True balm of Gilead was very rare, and appears to have been produced from the unrelated tree Pistacia lentiscus. The Commiphora gileadensis species also used to include Commiphora foliacea, however it was identified and described as a separate species

==Use==
===Historical===
The plant was renowned for the expensive perfume that was thought to be produced from it, as well as for supposed medicinal properties attributed to its sap, wood, bark, and seeds. Commiphora gileadensis is recognisable by the pleasant aroma arising from a broken twig or a crushed leaf.

===Modern===
The bark of the balsam tree is cut to cause the sap to flow out. This soon hardens, and has a sweet smell that quickly evaporates. The hardened resinous gum is chewed, is said to taste either like a lemon or like pine resin, and it is also burned as incense.
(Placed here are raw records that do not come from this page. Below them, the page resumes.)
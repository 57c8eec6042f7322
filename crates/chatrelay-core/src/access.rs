//! Access control for the proxy routes.
//!
//! Two gates live here:
//!
//! - [`AccessGate`] guards the chat proxy. Callers present either their own
//!   upstream API key or an access code (`ak-<code>`) checked against a hashed
//!   allow-list. Access codes are never forwarded upstream: a request that
//!   passes with a code is switched over to the system key.
//! - [`ImageAccessGate`] guards the image proxy with a plain token that falls
//!   back to a configured service key.

use std::collections::HashSet;
use std::fmt;

use sha2::{Digest, Sha256};

/// Prefix that marks a bearer token as an access code rather than an API key.
pub const ACCESS_CODE_PREFIX: &str = "ak-";

/// Hash an access code the way the allow-list stores it (SHA-256, lowercase hex).
pub fn hash_access_code(code: &str) -> String {
    let mut hasher = Sha256::new();
    hasher.update(code.as_bytes());
    format!("{:x}", hasher.finalize())
}

/// The hashed access-code allow-list.
///
/// Built once from the comma-separated `CODE` value and read-only afterwards.
#[derive(Debug, Clone, Default, PartialEq, Eq)]
pub struct AccessCodeSet {
    hashes: HashSet<String>,
}

impl AccessCodeSet {
    /// Parse a comma-separated list of plaintext codes.
    ///
    /// Entries are trimmed and blank entries dropped before hashing.
    pub fn from_csv(raw: &str) -> Self {
        raw.split(',')
            .map(str::trim)
            .filter(|c| !c.is_empty())
            .collect()
    }

    /// Whether the allow-list has any entries (i.e. access codes are required).
    pub fn is_enabled(&self) -> bool {
        !self.hashes.is_empty()
    }

    /// Number of configured codes.
    pub fn len(&self) -> usize {
        self.hashes.len()
    }

    /// Whether no codes are configured.
    pub fn is_empty(&self) -> bool {
        self.hashes.is_empty()
    }

    /// Membership test for an already-hashed code.
    pub fn contains_hash(&self, hashed: &str) -> bool {
        self.hashes.contains(hashed)
    }

    /// Membership test for a plaintext code.
    pub fn contains_code(&self, code: &str) -> bool {
        self.contains_hash(&hash_access_code(code))
    }

    /// Iterate over the stored hashes (for diagnostics).
    pub fn hashes(&self) -> impl Iterator<Item = &str> {
        self.hashes.iter().map(String::as_str)
    }
}

impl<'a> FromIterator<&'a str> for AccessCodeSet {
    fn from_iter<I: IntoIterator<Item = &'a str>>(iter: I) -> Self {
        Self {
            hashes: iter.into_iter().map(hash_access_code).collect(),
        }
    }
}

/// A bearer credential split by kind.
#[derive(Debug, Clone, PartialEq, Eq)]
pub enum Credential {
    /// `ak-` prefixed token; holds the code without the prefix.
    AccessCode(String),
    /// Anything else; holds the raw upstream key (possibly empty).
    ApiKey(String),
}

impl Credential {
    /// Classify the value of an `Authorization` header.
    ///
    /// The header is trimmed, the `Bearer ` scheme stripped and the remainder
    /// trimmed again. A missing header classifies as an empty API key.
    pub fn from_authorization(header: Option<&str>) -> Self {
        let raw = header.unwrap_or_default().trim();
        let token = raw.strip_prefix("Bearer ").unwrap_or(raw).trim();

        match token.strip_prefix(ACCESS_CODE_PREFIX) {
            Some(code) => Self::AccessCode(code.to_string()),
            None => Self::ApiKey(token.to_string()),
        }
    }

    /// The user-supplied upstream key, if one was given.
    pub fn api_key(&self) -> Option<&str> {
        match self {
            Self::ApiKey(key) if !key.is_empty() => Some(key),
            _ => None,
        }
    }

    /// The supplied access code, or the empty string for API keys.
    pub fn access_code(&self) -> &str {
        match self {
            Self::AccessCode(code) => code,
            Self::ApiKey(_) => "",
        }
    }
}

/// Where an allowed credential came from.
#[derive(Debug, Clone, Copy, PartialEq, Eq)]
pub enum CredentialSource {
    /// Supplied by the caller.
    User,
    /// Injected from the server configuration.
    System,
}

/// A credential cleared for forwarding upstream.
#[derive(Clone, PartialEq, Eq)]
pub struct ResolvedCredential {
    key: String,
    source: CredentialSource,
}

impl ResolvedCredential {
    /// The key to send upstream.
    pub fn key(&self) -> &str {
        &self.key
    }

    pub fn source(&self) -> CredentialSource {
        self.source
    }

    /// Value for the outbound `Authorization` header.
    pub fn bearer(&self) -> String {
        format!("Bearer {}", self.key)
    }
}

// Keys stay out of logs and panic messages.
impl fmt::Debug for ResolvedCredential {
    fn fmt(&self, f: &mut fmt::Formatter<'_>) -> fmt::Result {
        f.debug_struct("ResolvedCredential")
            .field("key", &"<redacted>")
            .field("source", &self.source)
            .finish()
    }
}

/// Why a request was turned away.
#[derive(Debug, Clone, Copy, PartialEq, Eq)]
pub enum RejectReason {
    /// Access codes are required and none matched.
    InvalidAccessCode,
    /// Nobody supplied a chat API key.
    MissingApiKey,
    /// Nobody supplied an image-service key.
    MissingImageServiceKey,
}

impl RejectReason {
    /// User-facing message.
    pub const fn message(self) -> &'static str {
        match self {
            Self::InvalidAccessCode => "missing or invalid access code",
            Self::MissingApiKey => "no API key available",
            Self::MissingImageServiceKey => "no image service API key available",
        }
    }

    /// Whether the client should prompt for an access code.
    pub const fn needs_access_code(self) -> bool {
        matches!(self, Self::InvalidAccessCode)
    }
}

impl fmt::Display for RejectReason {
    fn fmt(&self, f: &mut fmt::Formatter<'_>) -> fmt::Result {
        f.write_str(self.message())
    }
}

/// Outcome of a gate check.
#[derive(Debug, Clone, PartialEq, Eq)]
pub enum AccessDecision {
    Allowed(ResolvedCredential),
    Rejected(RejectReason),
}

impl AccessDecision {
    pub const fn is_allowed(&self) -> bool {
        matches!(self, Self::Allowed(_))
    }
}

/// Gate for the chat proxy.
#[derive(Debug, Clone, Default)]
pub struct AccessGate {
    codes: AccessCodeSet,
    system_key: Option<String>,
}

impl AccessGate {
    pub fn new(codes: AccessCodeSet, system_key: Option<String>) -> Self {
        Self {
            codes,
            system_key: system_key.filter(|k| !k.is_empty()),
        }
    }

    /// Whether callers must present an access code (or their own key).
    pub fn requires_code(&self) -> bool {
        self.codes.is_enabled()
    }

    /// Decide on an inbound `Authorization` header value.
    pub fn authorize(&self, authorization: Option<&str>) -> AccessDecision {
        let credential = Credential::from_authorization(authorization);
        let user_key = credential.api_key();

        if self.codes.is_enabled() && user_key.is_none() {
            let hashed = hash_access_code(credential.access_code());
            tracing::debug!(hashed_code = %hashed, "Checking access code");
            if !self.codes.contains_hash(&hashed) {
                return AccessDecision::Rejected(RejectReason::InvalidAccessCode);
            }
        }

        if let Some(key) = user_key {
            tracing::debug!("Using caller-supplied API key");
            return AccessDecision::Allowed(ResolvedCredential {
                key: key.to_string(),
                source: CredentialSource::User,
            });
        }

        match &self.system_key {
            Some(key) => {
                tracing::debug!("Using system API key");
                AccessDecision::Allowed(ResolvedCredential {
                    key: key.clone(),
                    source: CredentialSource::System,
                })
            }
            None => {
                tracing::warn!("No system API key configured and caller supplied none");
                AccessDecision::Rejected(RejectReason::MissingApiKey)
            }
        }
    }
}

/// Gate for the image proxy.
#[derive(Debug, Clone, Default)]
pub struct ImageAccessGate {
    system_key: Option<String>,
}

impl ImageAccessGate {
    pub fn new(system_key: Option<String>) -> Self {
        Self {
            system_key: system_key.filter(|k| !k.is_empty()),
        }
    }

    /// Decide on an inbound `token` header value.
    pub fn authorize(&self, token: Option<&str>) -> AccessDecision {
        let supplied = token.map(str::trim).filter(|t| !t.is_empty());

        let (key, source) = match (supplied, &self.system_key) {
            (Some(token), _) => (token.to_string(), CredentialSource::User),
            (None, Some(key)) => (key.clone(), CredentialSource::System),
            (None, None) => return AccessDecision::Rejected(RejectReason::MissingImageServiceKey),
        };

        AccessDecision::Allowed(ResolvedCredential { key, source })
    }
}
It is boiled with water to make a type of tea common in the Hejaz region.

==Description==
Depending on where Commiphora gileadensis is growing, it can vary in size, ranging from a small-leaved shrub to a large-leaved tree usually up to 4 m tall. It is rarely spiny, bark peeling or flaking when cut and exuding a pleasant smelling resin. Its leaves alternate on short condensed side shoots, pinnate with 3-5 leaflets. The leaflets are oblong, 5–40 mm long and 3–35 mm wide with acute tips and are thinly hairy. The flowers are red, sub-sessile and the plant has 1-5 of them on short condensed side shoots amongst the leaves. The fruits are dull red and marked with four longitudinal white stripes, one-seeded and splitting into 2–4 valves.